Overview


Date 1875-01-09
Publication Academy
Topic Water-Colour Society Gallery, "Sketches/Studies"
AP display
RA display
Subject art
Keywords annual exhibition
  ↳ relative merit
  ↳ watercolor
Standards PRB aesthetic standards
  ↳ value
Notes WMR picturesque prose
  ↳ "Younger RA members stand out."

Annotation details

75 January 9 Academy

Topic:

The Water-Colour Society exhibition 1875.

Citation:

Rossetti, William M. "The Water-Colour Society." Academy (January 9, 1875): 140. Web. 21 Sept. 2011.

Summary:

This review is uncharacteristically positive from the start, stating that "One can pass a very agreeable hour or two in the gallery" among watercolors Rossetti pronounces to be "skillful, facile and attractive." There are familiar PRB movement aligned painters like Sir Edwin Landseer, Watson and Houghton among those whom Rossetti judges to be effective artists, and Rossetti specifies that "the associates and younger members of the body count for more, in general result, than the elder members." It is significant to note that the exhibition is not sanctioned or sponsored by the Royal Academy and, further, Rossetti singles out the newcomers (Gilbert, Houghton, Pinwell and Marsh) as up-and-coming artists performing at a higher level than many of the more experienced painters.

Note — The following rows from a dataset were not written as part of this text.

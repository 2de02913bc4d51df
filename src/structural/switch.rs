//! Branch selection - the structural `switch..case..default`.
//!
//! [`switch`] evaluates an ordered list of [`Branch`] elements against an
//! expression and produces the first matching case's content, the trailing
//! default's content, or nothing. Branches form a closed sum type, so the
//! only malformed shape a caller can build is a default outside the final
//! position - and that is a fail-fast [`StructureError`], not something
//! silently skipped.

use thiserror::Error;

use crate::types::Producer;

// =============================================================================
// Errors
// =============================================================================

/// Structural configuration error in a declarative tree.
#[derive(Debug, Clone, PartialEq, Eq, Error)]
pub enum StructureError {
    /// A default branch occupied a non-final position. Every branch before
    /// the final one must be a case.
    #[error("every branch before the final position must be a case; found a default at position {position}")]
    MisplacedDefault {
        /// Zero-based position of the offending branch.
        position: usize,
    },
}

// =============================================================================
// Branches
// =============================================================================

/// Case condition: a single value or a set matched with OR semantics.
#[derive(Debug, Clone, PartialEq, Eq)]
pub enum When<T> {
    /// Matches when the expression equals the value.
    Value(T),
    /// Matches when the expression equals any entry (first hit
    /// short-circuits).
    AnyOf(Vec<T>),
}

impl<T: PartialEq> When<T> {
    /// Whether the expression satisfies this condition.
    ///
    /// Equality is `PartialEq` on the concrete discriminant type - strict,
    /// no coercion.
    pub fn matches(&self, expression: &T) -> bool {
        match self {
            When::Value(value) => value == expression,
            When::AnyOf(values) => values.iter().any(|value| value == expression),
        }
    }
}

/// One branch of a [`switch`]: a case with a condition, or the default.
///
/// Content is a deferred [`Producer`]; only the selected branch's producer
/// is ever invoked.
pub enum Branch<T, R> {
    /// Conditional branch.
    Case {
        /// Condition matched against the switch expression.
        when: When<T>,
        /// Content producer, invoked only when this case is selected.
        render: Producer<R>,
    },
    /// Fallback branch, only valid in the final position.
    Default {
        /// Content producer, invoked only when no case matched.
        render: Producer<R>,
    },
}

impl<T, R> Branch<T, R> {
    /// Case matching a single value.
    pub fn case(when: T, render: impl FnOnce() -> R + 'static) -> Self {
        Branch::Case {
            when: When::Value(when),
            render: Box::new(render),
        }
    }

    /// Case matching any of a set of values.
    pub fn case_any(when: impl Into<Vec<T>>, render: impl FnOnce() -> R + 'static) -> Self {
        Branch::Case {
            when: When::AnyOf(when.into()),
            render: Box::new(render),
        }
    }

    /// Default branch. Must be the last element of the branch list.
    pub fn fallback(render: impl FnOnce() -> R + 'static) -> Self {
        Branch::Default {
            render: Box::new(render),
        }
    }
}

// =============================================================================
// switch
// =============================================================================

/// Select and produce the first branch matching an expression.
///
/// Branches are scanned in declaration order. If the final branch is a
/// [`Branch::Default`] it is held back as the fallback; every scanned branch
/// must then be a case. The first matching case wins and scanning stops
/// immediately, so earlier declarations take precedence even when several
/// would match. With no match the fallback is produced, and with no fallback
/// nothing is.
///
/// # Errors
///
/// A default branch encountered during the scan (that is, anywhere but the
/// final position) aborts the render with
/// [`StructureError::MisplacedDefault`]. Because scanning stops at the first
/// match, a misplaced default after the matching case is never reached.
///
/// # Example
///
/// ```
/// use ui_essentials::{Branch, switch};
///
/// #[derive(PartialEq)]
/// enum Status { NotSent, Sending, Aborted, Error, Done }
///
/// let status = Status::Sending;
/// let fragment = switch(
///     &status,
///     vec![
///         Branch::case_any([Status::NotSent, Status::Aborted], || "Press fetch to start"),
///         Branch::case(Status::Sending, || "Fetching..."),
///         Branch::case(Status::Error, || "Fetch failed"),
///         Branch::fallback(|| "Done"),
///     ],
/// )?;
/// assert_eq!(fragment, Some("Fetching..."));
/// # Ok::<(), ui_essentials::StructureError>(())
/// ```
pub fn switch<T, R>(
    expression: &T,
    mut branches: Vec<Branch<T, R>>,
) -> Result<Option<R>, StructureError>
where
    T: PartialEq,
{
    if branches.is_empty() {
        return Ok(None);
    }

    // A trailing default is the fallback; it is excluded from the scan.
    let fallback = if matches!(branches.last(), Some(Branch::Default { .. })) {
        match branches.pop() {
            Some(Branch::Default { render }) => Some(render),
            _ => None,
        }
    } else {
        None
    };

    for (position, branch) in branches.into_iter().enumerate() {
        match branch {
            Branch::Default { .. } => {
                return Err(StructureError::MisplacedDefault { position });
            }
            Branch::Case { when, render } => {
                if when.matches(expression) {
                    return Ok(Some(render()));
                }
            }
        }
    }

    Ok(fallback.map(|render| render()))
}

// =============================================================================
// Tests
// =============================================================================

#[cfg(test)]
mod tests {
    use super::*;
    use std::cell::Cell;
    use std::rc::Rc;

    fn sample_branches() -> Vec<Branch<i32, &'static str>> {
        vec![
            Branch::case_any([1, 2], || "one-or-two"),
            Branch::case(3, || "three"),
            Branch::fallback(|| "default"),
        ]
    }

    #[test]
    fn test_set_condition_matches_any_entry() {
        let fragment = switch(&2, sample_branches()).unwrap();
        assert_eq!(fragment, Some("one-or-two"));
    }

    #[test]
    fn test_single_value_condition_matches() {
        let fragment = switch(&3, sample_branches()).unwrap();
        assert_eq!(fragment, Some("three"));
    }

    #[test]
    fn test_no_match_selects_default() {
        let fragment = switch(&99, sample_branches()).unwrap();
        assert_eq!(fragment, Some("default"));
    }

    #[test]
    fn test_only_default_is_selected() {
        let branches: Vec<Branch<i32, _>> = vec![Branch::fallback(|| "default")];
        let fragment = switch(&1, branches).unwrap();
        assert_eq!(fragment, Some("default"));
    }

    #[test]
    fn test_empty_branch_list_renders_nothing() {
        let fragment = switch(&1, Vec::<Branch<i32, &str>>::new()).unwrap();
        assert_eq!(fragment, None);
    }

    #[test]
    fn test_no_match_without_default_renders_nothing() {
        let branches = vec![Branch::case(1, || "one")];
        let fragment = switch(&2, branches).unwrap();
        assert_eq!(fragment, None);
    }

    #[test]
    fn test_overlapping_conditions_earlier_declaration_wins() {
        // Both cases match 2; declaration order decides, every time.
        for _ in 0..3 {
            let branches = vec![
                Branch::case_any([1, 2], || "first"),
                Branch::case(2, || "second"),
            ];
            let fragment = switch(&2, branches).unwrap();
            assert_eq!(fragment, Some("first"));
        }
    }

    #[test]
    fn test_unselected_producers_never_invoked() {
        let probe = Rc::new(Cell::new(0u32));

        let late_probe = probe.clone();
        let default_probe = probe.clone();
        let branches = vec![
            Branch::case(1, || "one"),
            Branch::case(2, move || {
                late_probe.set(late_probe.get() + 1);
                "two"
            }),
            Branch::fallback(move || {
                default_probe.set(default_probe.get() + 1);
                "default"
            }),
        ];

        let fragment = switch(&1, branches).unwrap();
        assert_eq!(fragment, Some("one"));
        assert_eq!(
            probe.get(),
            0,
            "only the selected branch's producer may run"
        );
    }

    #[test]
    fn test_misplaced_default_is_an_error() {
        let branches = vec![
            Branch::fallback(|| "default"),
            Branch::case(1, || "one"),
        ];
        let result = switch(&1, branches);
        assert_eq!(
            result,
            Err(StructureError::MisplacedDefault { position: 0 })
        );
    }

    #[test]
    fn test_misplaced_default_before_match_is_an_error() {
        let branches = vec![
            Branch::case(1, || "one"),
            Branch::fallback(|| "default"),
            Branch::case(3, || "three"),
        ];
        let result = switch(&3, branches);
        assert_eq!(
            result,
            Err(StructureError::MisplacedDefault { position: 1 }),
            "the scan must fail before reaching the later case"
        );
    }

    #[test]
    fn test_match_before_misplaced_default_short_circuits() {
        // Scanning stops at the first match, so the malformed tail is never
        // inspected.
        let branches = vec![
            Branch::case(1, || "one"),
            Branch::fallback(|| "default"),
            Branch::case(3, || "three"),
        ];
        let fragment = switch(&1, branches).unwrap();
        assert_eq!(fragment, Some("one"));
    }

    #[test]
    fn test_string_discriminant() {
        let value = "value_2".to_string();
        let branches = vec![
            Branch::case("value_1".to_string(), || "Case: Value 1 selected"),
            Branch::case("value_2".to_string(), || "Case: Value 2 selected"),
            Branch::fallback(|| "Default: None selected"),
        ];
        let fragment = switch(&value, branches).unwrap();
        assert_eq!(fragment, Some("Case: Value 2 selected"));
    }
}
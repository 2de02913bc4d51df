//! Playground for the structural components.
//!
//! Stands in for a host framework by using `String` as the displayable unit
//! and printing the produced fragments. Run with:
//!
//! ```text
//! cargo run --example playground
//! ```
//!
//! Set `RUST_LOG=warn` to see the key diagnostics from `for_of`.

use ui_essentials::{Branch, Key, KeyConfig, ToKey, class_list, class_map, for_of, if_else, switch};

#[derive(Debug, Clone, Copy, PartialEq)]
enum FetchStatus {
    NotSent,
    Sending,
    Aborted,
    Error,
    Done,
}

#[derive(Debug, Clone)]
struct Issue {
    id: i32,
    title: String,
}

// Issues are keyed by field, not by themselves.
impl ToKey for Issue {}

fn main() {
    tracing_subscriber::fmt()
        .with_env_filter(tracing_subscriber::EnvFilter::from_default_env())
        .init();

    println!("=== If (structural) ===");
    for logged_in in [true, false] {
        let fragment = if_else(
            logged_in,
            || "I am displayed!".to_string(),
            Some(|| "I am the else".to_string()),
        );
        println!("logged_in={logged_in}: {}", fragment.unwrap());
    }

    println!();
    println!("=== Switch (structural) ===");
    for status in [
        FetchStatus::NotSent,
        FetchStatus::Sending,
        FetchStatus::Error,
        FetchStatus::Done,
    ] {
        let fragment = switch(
            &status,
            vec![
                Branch::case_any([FetchStatus::NotSent, FetchStatus::Aborted], || {
                    "Click on \"fetch\" to fetch the issue".to_string()
                }),
                Branch::case(FetchStatus::Sending, || "Fetching...".to_string()),
                Branch::case(FetchStatus::Error, || {
                    "Error while fetching the issue data".to_string()
                }),
                Branch::fallback(|| "Issue loaded".to_string()),
            ],
        )
        .expect("branch list is well formed");
        println!("{status:?}: {}", fragment.unwrap());
    }

    println!();
    println!("=== ForOf (structural) ===");
    let issues = vec![
        Issue { id: 1, title: "One".to_string() },
        Issue { id: 2, title: "Two".to_string() },
        Issue { id: 3, title: "Three".to_string() },
    ];
    let fragments = for_of(
        Some(issues.as_slice()),
        |it| {
            let row_classes = class_list!(
                "row",
                class_map! {
                    "row-odd" => it.is_odd,
                    "row-even" => it.is_even,
                    "row-first" => it.is_first,
                    "row-last" => it.is_last,
                },
            );
            format!(
                "{} | index {} of {} | class=\"{row_classes}\"",
                it.item.title, it.index, it.length
            )
        },
        &KeyConfig::field(|issue: &Issue| Key::from(issue.id)),
    );
    for keyed in &fragments {
        let key = keyed
            .key
            .as_ref()
            .map(|key| key.to_string())
            .unwrap_or_else(|| "-".to_string());
        println!("key={key}: {}", keyed.fragment);
    }

    println!();
    println!("=== classList (helper) ===");
    let disabled = false;
    println!(
        "{}",
        class_list!(
            "btn",
            class_map! { "btn-primary" => true, "btn-disabled" => disabled },
            disabled.then(|| "no-pointer"),
        )
    );
}
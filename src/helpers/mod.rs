//! Presentation helpers.
//!
//! - [`class_list`](class_list()) - CSS class-name composition from literals
//!   and maps

mod class_list;

pub use class_list::{ClassArg, ClassMap, class_list};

Some of Rossetti's commentary itself is unusually picturesque, such as his description of Houghton's painting inspired by Longfellow's "Evangeline" as "howling and tramping through the streets of London with fire and steel, like so many devils broken loose."

The typical Rossetti critical pattern ensues, with a minority of works described in terms of the painter's intent, inspiration, scheme, technique, execution and comparative success. After discussing each individual artist and work, Rossetti extends his discussion beyond the work at hand and into the general principles that he considers essential to good art:

"This is a work of rich, sweet colour, and (as our description may already have indicated to the reader) of much peculiarity of general treatment; that sort of peculiarity which consists in reducing a subject to its barest and least suggestive rudiments, and then educing from these a certain harmony or delicacy, a nicety of poise and reserve of significance, which raises the thing up again into the level of artistic if not intellectual conception." This passage sets up Rossetti's later comment that contrasts the more prevalent Royal Academy methodology with this more enlightened approach:

"A Noble Youngster, Study of a Head, has masterly ease and decision, and shows (like the Oriental studies of Mr. Frederick Goodall some years ago at the Royal Academy) how much superior to themselves some painters can be when, laying aside the attempt to produce works of artifice under the guise of ambitious compositions, picturesque or elevated, they go straight to nature and paint with rapid and vigorous directness what they see and know."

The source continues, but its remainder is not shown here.